Artiste

Ricky Hollywood

Ricky vient au monde en novembre 1977, trois mois après la mort d’Elvis ; et si l’âme du King s’était avisée de venir chercher dans le petit corps de ce nouveau-né une enveloppe corporelle dans laquelle s’incarner à nouveau, elle en aurait vite été dissuadée par le bain sonore qui l’aurait accueilli dans cette époque : le nourrisson, a en effet été placé dès les premières secondes de son existence dans une piscine vibrant aux rythmes des nappes de synthétiseur de l’Oxygène de Jean-Michel Jarre. Ricky Hollywood, c’est la concrétisation d’une idée, celle d’une musique néo-sincère, qui dépasserait l’opposition entre délires avant-gardistes et lyrisme.

Le projet trouve sa pleine réalisation lorsque Stéphane aka R.H l’expérimente sur scène: le passé devient un territoire futuriste et le futur est transformé en lieu de nostalgie. Le monde des années 2010 convient à merveille au romantisme néo-sincère de Ricky, qui fait de Facebook une métaphore de la solitude, de la branlette virtuelle une image des aspirations contrariées de l’homme à l’amour, et de l’underground parisien nihiliste un théâtre où les émotions sont étouffées pour jouer la comédie de la distanciation post-humaine.

Il publie en 2015 « Ses meilleurs succès d’estime », une collection de ritournelles décalées composées entre 2002 et 2010 pour Gonzaï et Clapping Music. En 2016, il conduit une expérimentation sous la houlette du Confort Moderne. Enfermé pendant 5 jours et 5 nuits avec 10 musiciens amateurs, ils composent ensemble des balades sonores et expérimentales. Une sorte de loft story musicale lo-fi dont rendent compte le maxi “Ricky & les Dix-iples” (La Souterraine) ainsi qu’un documentaire.

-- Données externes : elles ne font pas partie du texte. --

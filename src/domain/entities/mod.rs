//! Domain Entities
//!
//! The engine-owned index built from the caller's tree.

mod indexed_node;
mod tree_index;

pub use indexed_node::IndexedNode;
pub use tree_index::TreeIndex;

Son premier LP « Le modeste album » sort en 2017 sur le label nantais Futur Record, suivi d ‘un EP un an plus tard « L’aventure intérieure ». En avril 2020, Ricky Hollywood présente son deuxième album “Le sens du sens”, dix titres pop-soul de poche faussement naïfs comme dix petits coups de canif avec des invité.e.s comme Juliette Armanet et Halo Maud qu’il a accompagnées sur disque ou sur scène en tant que batteur.